▶ **WHAT THE EXERCISE ASKS**
Take the data that follows and return it exactly.
★ ★ ★ ★ ★
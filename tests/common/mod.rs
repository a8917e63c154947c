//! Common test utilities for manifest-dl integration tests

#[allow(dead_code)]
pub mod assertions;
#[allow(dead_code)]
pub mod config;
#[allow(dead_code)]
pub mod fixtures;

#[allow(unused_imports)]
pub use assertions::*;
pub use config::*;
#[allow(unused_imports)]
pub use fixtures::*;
★ ★ ★ ★ ★
▶ **RESPONSE AREA**
filename tests/common/mod.rs
repository a8917e63c154947c
//! Common test utilities for manifest-dl integration tests

#[allow(dead_code)]
pub mod assertions;
#[allow(dead_code)]
pub mod config;
#[allow(dead_code)]
pub mod fixtures;

#[allow(unused_imports)]
pub use assertions::*;
pub use config::*;
#[allow(unused_imports)]
pub use fixtures::*;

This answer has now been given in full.